## [Directions for this task]
One number is the whole answer: how many lines of the records include "StoreError".

## [Supplied records]
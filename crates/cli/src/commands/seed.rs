//! Seed the catalog from a file.
//!
//! The file is a JSON or YAML list of product objects. Each object needs an
//! `id`, which becomes the document key; every other field is stored as-is.
//! Existing products with the same id are overwritten.
//!
//! ```yaml
//! - id: p1
//!   title: Striped Pullover
//!   price: { amount: 1500, currencyCode: EGP }
//!   brand: [Acme]
//!   sizes: ["4Y", "6Y"]
//!   in_stock: true
//! ```

use std::path::Path;

use serde_json::Value;
use thiserror::Error;
use tracing::info;

use souq_core::{CollectionPath, ProductId};
use souq_storefront::store::{DocumentStore, PgDocumentStore};

/// Errors found while reading a seed file.
#[derive(Debug, Error)]
pub enum SeedError {
    #[error("seed file must contain a list of products")]
    NotAList,
    #[error("entry {0} is not an object")]
    NotAnObject(usize),
    #[error("entry {0} has no usable id: {1}")]
    BadId(usize, String),
    #[error("invalid JSON: {0}")]
    Json(#[from] serde_json::Error),
    #[error("invalid YAML: {0}")]
    Yaml(#[from] serde_yaml::Error),
}

/// A product document ready to write.
#[derive(Debug)]
pub struct SeedProduct {
    pub id: ProductId,
    pub data: Value,
}

/// Seed catalog products from a file.
///
/// # Arguments
///
/// * `file_path` - Path to a `.json`, `.yaml` or `.yml` file
/// * `collection` - Target collection, or the configured catalog collection
///
/// # Errors
///
/// Returns an error if the file cannot be read or parsed, or if the database
/// cannot be reached.
pub async fn catalog(
    file_path: &str,
    collection: Option<&str>,
) -> Result<(), Box<dyn std::error::Error>> {
    let path = Path::new(file_path);
    if !path.exists() {
        return Err(format!("File not found: {file_path}").into());
    }

    info!(path = %file_path, "Loading products from file");
    let content = tokio::fs::read_to_string(path).await?;
    let is_yaml = path
        .extension()
        .and_then(|ext| ext.to_str())
        .is_some_and(|ext| ext.eq_ignore_ascii_case("yaml") || ext.eq_ignore_ascii_case("yml"));
    let products = parse_products(&content, is_yaml)?;
    info!(products = products.len(), "Parsed seed file");

    let (config, pool) = super::connect().await?;
    let collection = match collection {
        Some(raw) => CollectionPath::parse(raw)?,
        None => config.catalog_collection,
    };

    let store = PgDocumentStore::new(pool);
    for product in products {
        let doc_path = collection.doc(product.id.as_str())?;
        store.set(&doc_path, product.data).await?;
    }

    info!(collection = %collection, "Catalog seeded");
    Ok(())
}

/// Parse a seed file into product documents.
///
/// # Errors
///
/// Returns `SeedError` if the content is not a list of objects with ids.
pub fn parse_products(content: &str, is_yaml: bool) -> Result<Vec<SeedProduct>, SeedError> {
    let value: Value = if is_yaml {
        serde_yaml::from_str(content)?
    } else {
        serde_json::from_str(content)?
    };
    let Value::Array(entries) = value else {
        return Err(SeedError::NotAList);
    };

    entries
        .into_iter()
        .enumerate()
        .map(|(index, entry)| {
            let Value::Object(mut data) = entry else {
                return Err(SeedError::NotAnObject(index));
            };
            let id = match data.remove("id") {
                Some(Value::String(s)) => s,
                Some(Value::Number(n)) => n.to_string(),
                _ => return Err(SeedError::BadId(index, "missing".to_string())),
            };
            let id = ProductId::parse(&id).map_err(|e| SeedError::BadId(index, e.to_string()))?;
            Ok(SeedProduct {
                id,
                data: Value::Object(data),
            })
        })
        .collect()
}
//! Wishlist (favorites) operations.
//!
//! Favorites live at `users/{userId}/favorites/{productId}`. Documents under
//! the older `favorites/{userId}/items` layout are only read by
//! [`WishlistService::migrate_legacy_favorites`].

use std::sync::Arc;

use futures::{Stream, StreamExt};
use serde::Serialize;
use thiserror::Error;
use tracing::{debug, info, instrument, warn};

use souq_core::{PathError, ProductId, UserId};

use super::cart::{CartError, CartService};
use crate::models::{CartItem, FavoriteItem, Product};
use crate::store::{self, DocumentStore, StoreError, layout};

/// Errors that can occur during wishlist operations.
#[derive(Debug, Error)]
pub enum WishlistError {
    /// The product is already on the wishlist.
    #[error("already in wishlist")]
    AlreadyFavorite(ProductId),

    /// The product is not on the wishlist.
    #[error("not in wishlist: {0}")]
    NotFavorite(ProductId),

    /// Moving to the cart failed.
    #[error(transparent)]
    Cart(#[from] CartError),

    /// A wishlist path could not be built from the ids.
    #[error("invalid wishlist path: {0}")]
    Path(#[from] PathError),

    /// Store access failed.
    #[error(transparent)]
    Store(#[from] StoreError),
}

/// Outcome of moving legacy favorites into the current layout.
#[derive(Debug, Clone, Copy, Default, PartialEq, Eq, Serialize)]
pub struct MigrationReport {
    /// Copied into the current layout.
    pub migrated: usize,
    /// Already present in the current layout.
    pub skipped: usize,
    /// Unreadable; left in place.
    pub failed: usize,
}

/// Wishlist operations over a document store.
#[derive(Clone)]
pub struct WishlistService {
    store: Arc<dyn DocumentStore>,
    cart: CartService,
}

impl WishlistService {
    /// Create a wishlist service. Moving items to the cart goes through `cart`.
    #[must_use]
    pub fn new(store: Arc<dyn DocumentStore>, cart: CartService) -> Self {
        Self { store, cart }
    }

    /// Add a product to the wishlist.
    ///
    /// # Errors
    ///
    /// Returns `WishlistError::AlreadyFavorite` if it is already there.
    #[instrument(skip(self, product), fields(user = %user, product = %product.id))]
    pub async fn add_to_wishlist(
        &self,
        user: &UserId,
        product: &Product,
    ) -> Result<FavoriteItem, WishlistError> {
        let item = FavoriteItem::from_product(product);
        let path = layout::favorite_item(user, &item.id)?;
        match self.store.create(&path, item.to_document()?).await {
            Ok(()) => Ok(item),
            Err(StoreError::AlreadyExists(_)) => Err(WishlistError::AlreadyFavorite(item.id)),
            Err(e) => Err(e.into()),
        }
    }

    /// Remove a product from the wishlist. Removing a missing entry is not an error.
    ///
    /// # Errors
    ///
    /// Returns `WishlistError::Store` if the delete fails.
    #[instrument(skip(self), fields(user = %user, product = %product_id))]
    pub async fn remove_from_wishlist(
        &self,
        user: &UserId,
        product_id: &ProductId,
    ) -> Result<(), WishlistError> {
        let path = layout::favorite_item(user, product_id)?;
        self.store.delete(&path).await?;
        Ok(())
    }

    /// Whether the product is on the wishlist.
    ///
    /// # Errors
    ///
    /// Returns `WishlistError::Store` if the read fails.
    pub async fn is_favorite(
        &self,
        user: &UserId,
        product_id: &ProductId,
    ) -> Result<bool, WishlistError> {
        let path = layout::favorite_item(user, product_id)?;
        Ok(self.store.get(&path).await?.is_some())
    }

    /// Every wishlist entry.
    ///
    /// # Errors
    ///
    /// Returns `WishlistError::Store` if the read fails or an entry is malformed.
    #[instrument(skip(self), fields(user = %user))]
    pub async fn get_wishlist_items(&self, user: &UserId) -> Result<Vec<FavoriteItem>, WishlistError> {
        let docs = self.store.list(&layout::favorites(user)?).await?;
        docs.iter()
            .map(|doc| FavoriteItem::from_document(doc).map_err(WishlistError::from))
            .collect()
    }

    /// Add the product if absent, remove it if present. Returns the new state.
    ///
    /// # Errors
    ///
    /// Returns `WishlistError::Store` if the store fails.
    #[instrument(skip(self, product), fields(user = %user, product = %product.id))]
    pub async fn toggle_favorite(
        &self,
        user: &UserId,
        product: &Product,
    ) -> Result<bool, WishlistError> {
        if self.is_favorite(user, &product.id).await? {
            self.remove_from_wishlist(user, &product.id).await?;
            return Ok(false);
        }
        match self.add_to_wishlist(user, product).await {
            Ok(_) | Err(WishlistError::AlreadyFavorite(_)) => Ok(true),
            Err(e) => Err(e),
        }
    }

    /// Put a wishlist entry in the cart with quantity one.
    ///
    /// The entry stays on the wishlist.
    ///
    /// # Errors
    ///
    /// Returns `WishlistError::NotFavorite` if the product is not on the wishlist.
    /// Returns `WishlistError::Cart` wrapping `CartError::AlreadyInCart` if the
    /// product is already in the cart.
    #[instrument(skip(self), fields(user = %user, product = %product_id))]
    pub async fn move_to_cart(
        &self,
        user: &UserId,
        product_id: &ProductId,
    ) -> Result<CartItem, WishlistError> {
        let path = layout::favorite_item(user, product_id)?;
        let doc = self
            .store
            .get(&path)
            .await?
            .ok_or_else(|| WishlistError::NotFavorite(product_id.clone()))?;
        let favorite = FavoriteItem::from_document(&doc)?;

        let item = CartItem {
            id: favorite.id,
            title: favorite.title,
            image: favorite.image,
            unit_price: favorite.price,
            category: favorite.category,
            quantity: 1,
        };
        Ok(self.cart.add_item(user, item).await?)
    }

    /// Live wishlist contents: the current entries, then all entries after every change.
    ///
    /// # Errors
    ///
    /// Returns `WishlistError::Path` if the user id cannot form a wishlist path.
    pub fn watch_wishlist(
        &self,
        user: &UserId,
    ) -> Result<
        impl Stream<Item = Result<Vec<FavoriteItem>, WishlistError>> + Send + use<>,
        WishlistError,
    > {
        let collection = layout::favorites(user)?;
        Ok(
            store::snapshots(Arc::clone(&self.store), collection).map(
                |snapshot| -> Result<Vec<FavoriteItem>, WishlistError> {
                    Ok(snapshot?
                        .iter()
                        .map(FavoriteItem::from_document)
                        .collect::<Result<Vec<_>, _>>()?)
                },
            ),
        )
    }

    /// Move every legacy favorite of `user` into the current layout.
    ///
    /// Entries already present in the current layout are kept as they are.
    /// Legacy documents are deleted once copied; unreadable ones are left.
    ///
    /// # Errors
    ///
    /// Returns `WishlistError::Store` if the store fails.
    #[instrument(skip(self), fields(user = %user))]
    pub async fn migrate_legacy_favorites(
        &self,
        user: &UserId,
    ) -> Result<MigrationReport, WishlistError> {
        let legacy = self.store.list(&layout::legacy_favorites(user)?).await?;
        let mut report = MigrationReport::default();

        for doc in legacy {
            let item = match FavoriteItem::from_document(&doc) {
                Ok(item) => item,
                Err(e) => {
                    warn!(path = %doc.path, error = %e, "Skipping unreadable legacy favorite");
                    report.failed += 1;
                    continue;
                }
            };

            let path = layout::favorite_item(user, &item.id)?;
            match self.store.create(&path, item.to_document()?).await {
                Ok(()) => report.migrated += 1,
                Err(StoreError::AlreadyExists(_)) => report.skipped += 1,
                Err(e) => return Err(e.into()),
            }
            self.store.delete(&doc.path).await?;
            debug!(product = %item.id, "Migrated legacy favorite");
        }

        info!(
            migrated = report.migrated,
            skipped = report.skipped,
            failed = report.failed,
            "Legacy favorites migrated"
        );
        Ok(report)
    }
}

## [Result of this task]
4